- [Exercise goal] Give the listing again in full, matching it character for character.

[Exercise materials]

//! Working-set lifecycle under a destination directory.

use std::path::Path;

use krun_core::layout;

use crate::error::{io_err, AgentError};

/// Create the destination and chunk directories if absent.
pub fn ensure(dest: &Path) -> Result<(), AgentError> {
    std::fs::create_dir_all(dest).map_err(|e| io_err(dest, e))?;
    let chunks = layout::chunks_dir(dest);
    std::fs::create_dir_all(&chunks).map_err(|e| io_err(&chunks, e))?;
    Ok(())
}

/// Remove the manifest and chunk store, leaving the payload in place.
///
/// Best-effort: a half-removed working set is repaired by the next sync.
pub fn cleanup(dest: &Path) {
    let chunks = layout::chunks_dir(dest);
    if let Err(err) = std::fs::remove_dir_all(&chunks) {
        if err.kind() != std::io::ErrorKind::NotFound {
            tracing::warn!(path = %chunks.display(), error = %err, "failed to remove chunk store");
        }
    }
    let manifest = layout::manifest_path(dest);
    if let Err(err) = std::fs::remove_file(&manifest) {
        if err.kind() != std::io::ErrorKind::NotFound {
            tracing::warn!(path = %manifest.display(), error = %err, "failed to remove manifest");
        }
    }
}

#[cfg(test)]
mod tests {
    use tempfile::TempDir;

    use super::*;

    #[test]
    fn ensure_then_cleanup_leaves_payload_alone() {
        let dest = TempDir::new().expect("dest");
        ensure(dest.path()).expect("ensure");
        assert!(layout::chunks_dir(dest.path()).is_dir());

        std::fs::write(layout::manifest_path(dest.path()), b"{}").unwrap();
        std::fs::write(dest.path().join("payload.txt"), b"data").unwrap();

        cleanup(dest.path());
        assert!(!layout::chunks_dir(dest.path()).exists());
        assert!(!layout::manifest_path(dest.path()).exists());
        assert!(dest.path().join("payload.txt").exists());
    }
}
//! krun-agent — the on-endpoint helper for krun fleet sync.
//!
//! # Usage
//!
//! ```text
//! krun-agent --mode check  --dir <dest>                       # manifest on stdin
//! krun-agent --mode ingest --dir <dest> [--cleanup] [--mirror=false]
//! krun-agent --mode hub    --dir <dest> --tracker-port 0
//! krun-agent --mode peer   --dir <dest> --tracker http://<ip>:<port> [--cleanup]
//! ```
//!
//! stdout is a wire surface (check reply, hub sentinel); all logging goes to
//! stderr.

use std::path::PathBuf;

use anyhow::{Context, Result};
use clap::{Parser, ValueEnum};

use krun_agent::{check, hub, ingest, peer, signals, workset, AgentError};
use krun_core::layout;

#[derive(Debug, Clone, Copy, PartialEq, Eq, ValueEnum)]
enum Mode {
    Hub,
    Peer,
    Check,
    Ingest,
}

#[derive(Parser, Debug)]
#[command(
    name = "krun-agent",
    version,
    about = "On-endpoint helper: chunk check/ingest, hub serving, peer sync",
    long_about = None,
)]
struct Cli {
    /// Mode selector.
    #[arg(long, value_enum, default_value_t = Mode::Peer)]
    mode: Mode,

    /// Working-set root.
    #[arg(long, default_value = "/app")]
    dir: PathBuf,

    /// Hub base URL (peer mode).
    #[arg(long)]
    tracker: Option<String>,

    /// Bind port for the hub; 0 picks an ephemeral port.
    #[arg(long, default_value_t = 8000)]
    tracker_port: u16,

    /// Remove the working set after a successful sync.
    #[arg(long)]
    cleanup: bool,

    /// Delete destination files not present in the manifest after apply.
    #[arg(long, default_value_t = true, action = clap::ArgAction::Set)]
    mirror: bool,
}

fn main() -> Result<()> {
    init_tracing();
    let cli = Cli::parse();

    workset::ensure(&cli.dir).context("failed to prepare working set")?;
    let chunks_dir = layout::chunks_dir(&cli.dir);

    match cli.mode {
        Mode::Check => {
            let stdin = std::io::stdin().lock();
            let stdout = std::io::stdout().lock();
            check::run_check(stdin, stdout, &chunks_dir).context("check failed")?;
        }
        Mode::Ingest => {
            let stdin = std::io::stdin().lock();
            ingest::run_ingest(stdin, &cli.dir, cli.cleanup, cli.mirror)
                .context("ingest failed")?;
        }
        Mode::Hub => {
            let runtime = runtime()?;
            runtime
                .block_on(hub::run_hub(&cli.dir, cli.tracker_port))
                .context("hub failed")?;
        }
        Mode::Peer => {
            let tracker = cli
                .tracker
                .as_deref()
                .context("--tracker is required for peer mode")?;
            let runtime = runtime()?;
            runtime
                .block_on(async {
                    tokio::select! {
                        result = peer::run_peer(&cli.dir, tracker, cli.cleanup, cli.mirror) => result,
                        _ = signals::terminated() => Err(AgentError::Terminated),
                    }
                })
                .context("peer sync failed")?;
        }
    }

    Ok(())
}

fn runtime() -> Result<tokio::runtime::Runtime> {
    tokio::runtime::Builder::new_multi_thread()
        .enable_all()
        .build()
        .context("failed to build tokio runtime")
}

fn init_tracing() {
    use tracing_subscriber::{fmt, EnvFilter};

    let filter = EnvFilter::try_from_default_env().unwrap_or_else(|_| EnvFilter::new("info"));
    let _ = fmt()
        .with_env_filter(filter)
        .with_writer(std::io::stderr)
        .with_target(false)
        .try_init();
}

[/Exercise materials]

- [Problem solution]
//! Working-set lifecycle under a destination directory.

use std::path::Path;

use krun_core::layout;

use crate::error::{io_err, AgentError};

/// Create the destination and chunk directories if absent.
pub fn ensure(dest: &Path) -> Result<(), AgentError> {
    std::fs::create_dir_all(dest).map_err(|e| io_err(dest, e))?;
    let chunks = layout::chunks_dir(dest);
    std::fs::create_dir_all(&chunks).map_err(|e| io_err(&chunks, e))?;
    Ok(())
}

/// Remove the manifest and chunk store, leaving the payload in place.
///
/// Best-effort: a half-removed working set is repaired by the next sync.
pub fn cleanup(dest: &Path) {
    let chunks = layout::chunks_dir(dest);
    if let Err(err) = std::fs::remove_dir_all(&chunks) {
        if err.kind() != std::io::ErrorKind::NotFound {
            tracing::warn!(path = %chunks.display(), error = %err, "failed to remove chunk store");
        }
    }
    let manifest = layout::manifest_path(dest);
    if let Err(err) = std::fs::remove_file(&manifest) {
        if err.kind() != std::io::ErrorKind::NotFound {
            tracing::warn!(path = %manifest.display(), error = %err, "failed to remove manifest");
        }
    }
}

#[cfg(test)]
mod tests {
    use tempfile::TempDir;

    use super::*;

    #[test]
    fn ensure_then_cleanup_leaves_payload_alone() {
        let dest = TempDir::new().expect("dest");
        ensure(dest.path()).expect("ensure");
        assert!(layout::chunks_dir(dest.path()).is_dir());

        std::fs::write(layout::manifest_path(dest.path()), b"{}").unwrap();
        std::fs::write(dest.path().join("payload.txt"), b"data").unwrap();

        cleanup(dest.path());
        assert!(!layout::chunks_dir(dest.path()).exists());
        assert!(!layout::manifest_path(dest.path()).exists());
        assert!(dest.path().join("payload.txt").exists());
    }
}
//! krun-agent — the on-endpoint helper for krun fleet sync.
//!
//! # Usage
//!
//! ```text
//! krun-agent --mode check  --dir <dest>                       # manifest on stdin
//! krun-agent --mode ingest --dir <dest> [--cleanup] [--mirror=false]
//! krun-agent --mode hub    --dir <dest> --tracker-port 0
//! krun-agent --mode peer   --dir <dest> --tracker http://<ip>:<port> [--cleanup]
//! ```
//!
//! stdout is a wire surface (check reply, hub sentinel); all logging goes to
//! stderr.

use std::path::PathBuf;

use anyhow::{Context, Result};
use clap::{Parser, ValueEnum};

use krun_agent::{check, hub, ingest, peer, signals, workset, AgentError};
use krun_core::layout;

#[derive(Debug, Clone, Copy, PartialEq, Eq, ValueEnum)]
enum Mode {
    Hub,
    Peer,
    Check,
    Ingest,
}

#[derive(Parser, Debug)]
#[command(
    name = "krun-agent",
    version,
    about = "On-endpoint helper: chunk check/ingest, hub serving, peer sync",
    long_about = None,
)]
struct Cli {
    /// Mode selector.
    #[arg(long, value_enum, default_value_t = Mode::Peer)]
    mode: Mode,

    /// Working-set root.
    #[arg(long, default_value = "/app")]
    dir: PathBuf,

    /// Hub base URL (peer mode).
    #[arg(long)]
    tracker: Option<String>,

    /// Bind port for the hub; 0 picks an ephemeral port.
    #[arg(long, default_value_t = 8000)]
    tracker_port: u16,

    /// Remove the working set after a successful sync.
    #[arg(long)]
    cleanup: bool,

    /// Delete destination files not present in the manifest after apply.
    #[arg(long, default_value_t = true, action = clap::ArgAction::Set)]
    mirror: bool,
}

fn main() -> Result<()> {
    init_tracing();
    let cli = Cli::parse();

    workset::ensure(&cli.dir).context("failed to prepare working set")?;
    let chunks_dir = layout::chunks_dir(&cli.dir);

    match cli.mode {
        Mode::Check => {
            let stdin = std::io::stdin().lock();
            let stdout = std::io::stdout().lock();
            check::run_check(stdin, stdout, &chunks_dir).context("check failed")?;
        }
        Mode::Ingest => {
            let stdin = std::io::stdin().lock();
            ingest::run_ingest(stdin, &cli.dir, cli.cleanup, cli.mirror)
                .context("ingest failed")?;
        }
        Mode::Hub => {
            let runtime = runtime()?;
            runtime
                .block_on(hub::run_hub(&cli.dir, cli.tracker_port))
                .context("hub failed")?;
        }
        Mode::Peer => {
            let tracker = cli
                .tracker
                .as_deref()
                .context("--tracker is required for peer mode")?;
            let runtime = runtime()?;
            runtime
                .block_on(async {
                    tokio::select! {
                        result = peer::run_peer(&cli.dir, tracker, cli.cleanup, cli.mirror) => result,
                        _ = signals::terminated() => Err(AgentError::Terminated),
                    }
                })
                .context("peer sync failed")?;
        }
    }

    Ok(())
}

fn runtime() -> Result<tokio::runtime::Runtime> {
    tokio::runtime::Builder::new_multi_thread()
        .enable_all()
        .build()
        .context("failed to build tokio runtime")
}

fn init_tracing() {
    use tracing_subscriber::{fmt, EnvFilter};

    let filter = EnvFilter::try_from_default_env().unwrap_or_else(|_| EnvFilter::new("info"));
    let _ = fmt()
        .with_env_filter(filter)
        .with_writer(std::io::stderr)
        .with_target(false)
        .try_init();
}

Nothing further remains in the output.